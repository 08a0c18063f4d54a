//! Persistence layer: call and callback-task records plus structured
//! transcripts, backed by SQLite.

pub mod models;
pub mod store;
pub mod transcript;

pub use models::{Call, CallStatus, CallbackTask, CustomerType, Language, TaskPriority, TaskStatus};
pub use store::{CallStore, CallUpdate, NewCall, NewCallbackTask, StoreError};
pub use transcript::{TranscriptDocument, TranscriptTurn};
== == ==
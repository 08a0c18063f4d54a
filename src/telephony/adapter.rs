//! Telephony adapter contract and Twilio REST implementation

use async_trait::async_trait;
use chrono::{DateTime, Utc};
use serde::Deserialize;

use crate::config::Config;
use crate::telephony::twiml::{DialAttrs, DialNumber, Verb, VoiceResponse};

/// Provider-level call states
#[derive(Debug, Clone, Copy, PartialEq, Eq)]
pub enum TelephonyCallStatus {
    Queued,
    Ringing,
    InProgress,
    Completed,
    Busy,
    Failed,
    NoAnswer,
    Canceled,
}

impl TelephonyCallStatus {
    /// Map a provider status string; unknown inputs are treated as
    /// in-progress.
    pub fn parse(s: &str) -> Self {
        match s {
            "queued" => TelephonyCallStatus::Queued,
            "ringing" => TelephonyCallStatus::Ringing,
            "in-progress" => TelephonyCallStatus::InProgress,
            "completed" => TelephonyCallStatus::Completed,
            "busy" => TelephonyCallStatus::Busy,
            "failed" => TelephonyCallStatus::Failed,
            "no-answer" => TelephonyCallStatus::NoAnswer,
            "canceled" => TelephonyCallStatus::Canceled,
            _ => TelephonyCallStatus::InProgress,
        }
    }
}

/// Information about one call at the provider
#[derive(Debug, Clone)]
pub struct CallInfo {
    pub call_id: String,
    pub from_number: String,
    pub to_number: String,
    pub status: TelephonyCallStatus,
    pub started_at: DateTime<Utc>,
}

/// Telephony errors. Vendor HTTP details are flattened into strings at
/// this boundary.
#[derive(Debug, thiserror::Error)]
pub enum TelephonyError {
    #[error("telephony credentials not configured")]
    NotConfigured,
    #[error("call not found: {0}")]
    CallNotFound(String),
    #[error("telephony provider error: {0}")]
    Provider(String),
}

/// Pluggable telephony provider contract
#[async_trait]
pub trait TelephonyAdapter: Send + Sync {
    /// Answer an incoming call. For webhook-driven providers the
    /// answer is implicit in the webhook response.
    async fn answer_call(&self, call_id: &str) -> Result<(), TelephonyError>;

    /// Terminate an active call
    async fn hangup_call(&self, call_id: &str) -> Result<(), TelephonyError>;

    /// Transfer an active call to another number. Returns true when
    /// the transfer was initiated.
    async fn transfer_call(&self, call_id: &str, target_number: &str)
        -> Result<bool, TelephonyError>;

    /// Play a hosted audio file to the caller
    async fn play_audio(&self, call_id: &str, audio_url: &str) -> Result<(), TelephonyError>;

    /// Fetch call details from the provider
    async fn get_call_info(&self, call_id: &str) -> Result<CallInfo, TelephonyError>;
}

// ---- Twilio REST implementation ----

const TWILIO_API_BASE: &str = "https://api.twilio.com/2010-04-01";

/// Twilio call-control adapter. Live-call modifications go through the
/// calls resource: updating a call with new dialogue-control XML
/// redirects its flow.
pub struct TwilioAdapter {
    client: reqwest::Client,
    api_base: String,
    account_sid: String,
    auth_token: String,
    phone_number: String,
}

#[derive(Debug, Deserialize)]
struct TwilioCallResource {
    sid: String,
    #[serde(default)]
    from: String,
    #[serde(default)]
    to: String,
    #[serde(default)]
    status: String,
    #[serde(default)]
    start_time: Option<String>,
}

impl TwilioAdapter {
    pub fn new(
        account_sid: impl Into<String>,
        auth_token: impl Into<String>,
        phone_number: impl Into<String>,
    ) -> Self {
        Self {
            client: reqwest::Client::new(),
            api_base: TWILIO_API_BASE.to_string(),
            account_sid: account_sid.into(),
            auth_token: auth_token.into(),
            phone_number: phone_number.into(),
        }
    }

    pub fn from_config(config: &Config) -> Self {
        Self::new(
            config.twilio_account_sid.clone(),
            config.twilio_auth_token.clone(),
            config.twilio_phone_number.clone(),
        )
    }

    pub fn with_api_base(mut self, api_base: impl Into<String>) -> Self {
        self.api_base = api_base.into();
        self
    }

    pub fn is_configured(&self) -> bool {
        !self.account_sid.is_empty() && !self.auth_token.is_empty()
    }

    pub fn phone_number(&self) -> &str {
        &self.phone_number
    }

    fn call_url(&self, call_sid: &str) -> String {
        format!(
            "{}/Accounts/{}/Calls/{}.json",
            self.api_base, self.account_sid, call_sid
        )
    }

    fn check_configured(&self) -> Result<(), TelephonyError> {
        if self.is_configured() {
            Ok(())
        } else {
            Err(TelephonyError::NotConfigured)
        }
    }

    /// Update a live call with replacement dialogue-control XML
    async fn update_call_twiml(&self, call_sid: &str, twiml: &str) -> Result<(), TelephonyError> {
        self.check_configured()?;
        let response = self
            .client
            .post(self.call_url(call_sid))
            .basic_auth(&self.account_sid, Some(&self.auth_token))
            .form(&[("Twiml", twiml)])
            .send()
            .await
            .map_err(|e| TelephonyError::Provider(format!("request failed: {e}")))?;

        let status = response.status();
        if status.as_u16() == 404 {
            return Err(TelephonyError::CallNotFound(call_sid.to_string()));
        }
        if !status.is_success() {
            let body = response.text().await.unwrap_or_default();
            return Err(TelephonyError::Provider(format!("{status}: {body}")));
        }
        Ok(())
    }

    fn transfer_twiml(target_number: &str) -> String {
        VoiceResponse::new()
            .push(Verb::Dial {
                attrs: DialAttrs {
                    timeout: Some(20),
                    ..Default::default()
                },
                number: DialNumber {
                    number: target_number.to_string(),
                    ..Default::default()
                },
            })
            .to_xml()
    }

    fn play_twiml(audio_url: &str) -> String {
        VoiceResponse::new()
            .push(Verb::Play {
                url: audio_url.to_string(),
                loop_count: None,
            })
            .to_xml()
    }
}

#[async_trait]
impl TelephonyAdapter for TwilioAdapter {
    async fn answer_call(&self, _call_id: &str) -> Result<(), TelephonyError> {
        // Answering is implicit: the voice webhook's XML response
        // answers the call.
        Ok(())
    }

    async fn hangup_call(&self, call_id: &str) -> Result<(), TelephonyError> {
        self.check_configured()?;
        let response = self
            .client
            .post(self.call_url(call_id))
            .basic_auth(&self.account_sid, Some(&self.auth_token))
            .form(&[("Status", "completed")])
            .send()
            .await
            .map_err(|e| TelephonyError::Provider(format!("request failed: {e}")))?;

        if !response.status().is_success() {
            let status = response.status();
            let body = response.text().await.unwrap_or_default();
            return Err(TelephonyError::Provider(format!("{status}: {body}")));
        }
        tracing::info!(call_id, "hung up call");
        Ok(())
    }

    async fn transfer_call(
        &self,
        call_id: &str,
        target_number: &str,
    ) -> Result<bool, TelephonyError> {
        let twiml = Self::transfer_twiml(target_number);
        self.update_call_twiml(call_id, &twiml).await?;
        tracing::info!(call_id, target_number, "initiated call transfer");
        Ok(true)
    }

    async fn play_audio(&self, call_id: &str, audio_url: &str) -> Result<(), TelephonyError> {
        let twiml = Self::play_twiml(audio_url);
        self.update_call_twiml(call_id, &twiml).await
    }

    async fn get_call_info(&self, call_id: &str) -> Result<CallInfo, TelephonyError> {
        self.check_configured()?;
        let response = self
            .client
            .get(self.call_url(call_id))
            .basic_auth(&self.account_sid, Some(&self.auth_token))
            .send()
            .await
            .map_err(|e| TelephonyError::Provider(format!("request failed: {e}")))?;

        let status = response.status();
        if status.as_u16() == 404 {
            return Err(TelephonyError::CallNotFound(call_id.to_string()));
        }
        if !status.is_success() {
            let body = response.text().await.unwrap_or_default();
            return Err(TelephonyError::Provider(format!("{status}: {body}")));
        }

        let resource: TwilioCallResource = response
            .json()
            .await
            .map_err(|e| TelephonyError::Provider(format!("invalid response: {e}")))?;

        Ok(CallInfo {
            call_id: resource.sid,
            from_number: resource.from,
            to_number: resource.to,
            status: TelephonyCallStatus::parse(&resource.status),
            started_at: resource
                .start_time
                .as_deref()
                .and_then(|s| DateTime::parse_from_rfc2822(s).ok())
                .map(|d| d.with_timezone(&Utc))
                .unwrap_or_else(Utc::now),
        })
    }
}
== == ==
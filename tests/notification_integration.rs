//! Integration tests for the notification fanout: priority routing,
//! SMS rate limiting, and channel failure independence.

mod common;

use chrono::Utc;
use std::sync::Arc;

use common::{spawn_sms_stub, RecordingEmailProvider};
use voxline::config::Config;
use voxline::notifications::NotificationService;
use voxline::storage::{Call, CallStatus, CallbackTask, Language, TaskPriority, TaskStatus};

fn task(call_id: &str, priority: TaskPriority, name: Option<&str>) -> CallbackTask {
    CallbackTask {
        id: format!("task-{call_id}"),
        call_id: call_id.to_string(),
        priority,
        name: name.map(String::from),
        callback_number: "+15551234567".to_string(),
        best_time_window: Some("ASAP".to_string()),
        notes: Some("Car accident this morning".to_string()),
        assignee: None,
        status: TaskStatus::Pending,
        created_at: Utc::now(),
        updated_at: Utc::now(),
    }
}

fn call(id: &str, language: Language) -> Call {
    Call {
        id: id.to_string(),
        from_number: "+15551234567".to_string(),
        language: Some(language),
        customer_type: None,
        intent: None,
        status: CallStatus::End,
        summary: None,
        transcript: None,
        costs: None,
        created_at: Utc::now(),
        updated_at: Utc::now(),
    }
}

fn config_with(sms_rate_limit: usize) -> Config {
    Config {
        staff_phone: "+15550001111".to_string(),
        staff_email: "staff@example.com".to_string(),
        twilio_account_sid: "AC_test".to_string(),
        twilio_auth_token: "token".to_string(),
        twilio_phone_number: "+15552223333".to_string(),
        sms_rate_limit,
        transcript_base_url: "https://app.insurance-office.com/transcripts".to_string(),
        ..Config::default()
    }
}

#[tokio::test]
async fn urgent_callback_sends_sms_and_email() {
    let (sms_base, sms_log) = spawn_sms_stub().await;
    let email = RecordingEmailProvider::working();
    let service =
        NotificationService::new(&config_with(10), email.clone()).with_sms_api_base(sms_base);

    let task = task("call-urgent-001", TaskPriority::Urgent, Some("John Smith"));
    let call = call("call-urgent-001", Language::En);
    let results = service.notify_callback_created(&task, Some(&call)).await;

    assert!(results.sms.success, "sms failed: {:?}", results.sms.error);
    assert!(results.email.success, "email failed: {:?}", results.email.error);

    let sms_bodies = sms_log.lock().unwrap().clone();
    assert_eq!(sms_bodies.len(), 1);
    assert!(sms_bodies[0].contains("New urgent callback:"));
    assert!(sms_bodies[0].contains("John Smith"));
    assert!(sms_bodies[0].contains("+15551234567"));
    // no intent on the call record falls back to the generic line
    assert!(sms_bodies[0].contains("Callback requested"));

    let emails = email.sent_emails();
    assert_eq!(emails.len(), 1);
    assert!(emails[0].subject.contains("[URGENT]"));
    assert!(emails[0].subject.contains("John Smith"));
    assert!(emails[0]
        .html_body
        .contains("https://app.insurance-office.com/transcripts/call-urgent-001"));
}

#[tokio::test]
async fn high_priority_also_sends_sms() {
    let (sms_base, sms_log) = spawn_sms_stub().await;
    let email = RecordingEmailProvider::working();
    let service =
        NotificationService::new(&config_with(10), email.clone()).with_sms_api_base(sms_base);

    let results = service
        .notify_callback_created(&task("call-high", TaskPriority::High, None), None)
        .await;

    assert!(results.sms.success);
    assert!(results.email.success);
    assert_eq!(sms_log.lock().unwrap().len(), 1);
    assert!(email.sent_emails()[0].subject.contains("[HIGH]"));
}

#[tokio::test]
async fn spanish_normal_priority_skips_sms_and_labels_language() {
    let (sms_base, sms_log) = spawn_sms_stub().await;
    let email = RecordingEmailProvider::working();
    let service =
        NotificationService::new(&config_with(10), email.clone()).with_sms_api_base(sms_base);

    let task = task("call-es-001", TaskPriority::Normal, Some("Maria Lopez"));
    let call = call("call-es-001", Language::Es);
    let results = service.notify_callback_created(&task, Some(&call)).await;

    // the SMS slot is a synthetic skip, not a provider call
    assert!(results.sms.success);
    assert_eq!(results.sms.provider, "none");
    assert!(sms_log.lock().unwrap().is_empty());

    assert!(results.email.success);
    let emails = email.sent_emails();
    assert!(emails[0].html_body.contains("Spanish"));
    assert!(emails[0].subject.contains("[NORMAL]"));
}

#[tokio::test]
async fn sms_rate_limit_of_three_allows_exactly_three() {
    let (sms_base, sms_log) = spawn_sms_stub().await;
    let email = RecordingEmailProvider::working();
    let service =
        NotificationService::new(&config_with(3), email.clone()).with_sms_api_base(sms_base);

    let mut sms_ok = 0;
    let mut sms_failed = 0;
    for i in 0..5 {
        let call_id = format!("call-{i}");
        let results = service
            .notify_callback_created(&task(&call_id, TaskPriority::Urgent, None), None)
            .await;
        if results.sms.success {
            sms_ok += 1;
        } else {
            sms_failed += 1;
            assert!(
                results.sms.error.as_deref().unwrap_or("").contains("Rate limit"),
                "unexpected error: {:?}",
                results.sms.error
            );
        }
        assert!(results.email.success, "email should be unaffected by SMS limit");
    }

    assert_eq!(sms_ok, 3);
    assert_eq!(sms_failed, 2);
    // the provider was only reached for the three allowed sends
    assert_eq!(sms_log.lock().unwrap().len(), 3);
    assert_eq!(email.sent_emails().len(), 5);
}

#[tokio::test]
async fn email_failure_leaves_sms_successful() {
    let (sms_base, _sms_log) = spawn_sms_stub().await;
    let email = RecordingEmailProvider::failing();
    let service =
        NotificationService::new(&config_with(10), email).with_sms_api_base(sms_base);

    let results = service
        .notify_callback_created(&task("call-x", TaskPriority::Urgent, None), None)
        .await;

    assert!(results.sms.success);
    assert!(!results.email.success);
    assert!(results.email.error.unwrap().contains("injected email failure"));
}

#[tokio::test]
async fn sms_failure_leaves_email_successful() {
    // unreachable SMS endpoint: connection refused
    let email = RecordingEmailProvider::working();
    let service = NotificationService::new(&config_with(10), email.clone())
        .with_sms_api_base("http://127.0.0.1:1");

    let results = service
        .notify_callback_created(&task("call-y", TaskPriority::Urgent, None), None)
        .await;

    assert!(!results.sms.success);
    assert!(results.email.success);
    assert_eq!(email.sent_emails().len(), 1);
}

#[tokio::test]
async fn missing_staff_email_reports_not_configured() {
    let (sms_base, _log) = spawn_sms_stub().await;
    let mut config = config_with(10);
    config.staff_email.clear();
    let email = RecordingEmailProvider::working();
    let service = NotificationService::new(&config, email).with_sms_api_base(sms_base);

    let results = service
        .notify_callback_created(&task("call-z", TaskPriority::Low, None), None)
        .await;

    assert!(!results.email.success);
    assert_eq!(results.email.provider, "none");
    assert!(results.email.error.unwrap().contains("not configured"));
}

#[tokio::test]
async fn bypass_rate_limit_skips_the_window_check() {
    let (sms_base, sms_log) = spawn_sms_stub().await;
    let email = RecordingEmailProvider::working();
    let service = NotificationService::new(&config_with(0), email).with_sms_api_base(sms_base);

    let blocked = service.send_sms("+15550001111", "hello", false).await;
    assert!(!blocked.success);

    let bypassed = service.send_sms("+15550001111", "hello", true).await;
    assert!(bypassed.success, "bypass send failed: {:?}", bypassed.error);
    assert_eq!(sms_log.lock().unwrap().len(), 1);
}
== == ==
EXERCISE OBJECTIVE: If a line in the data above holds the string "https", report that line.

ANSWER TO THIS TASK:
const TWILIO_API_BASE: &str = "https://api.twilio.com/2010-04-01";
        transcript_base_url: "https://app.insurance-office.com/transcripts".to_string(),
        .contains("https://app.insurance-office.com/transcripts/call-urgent-001"));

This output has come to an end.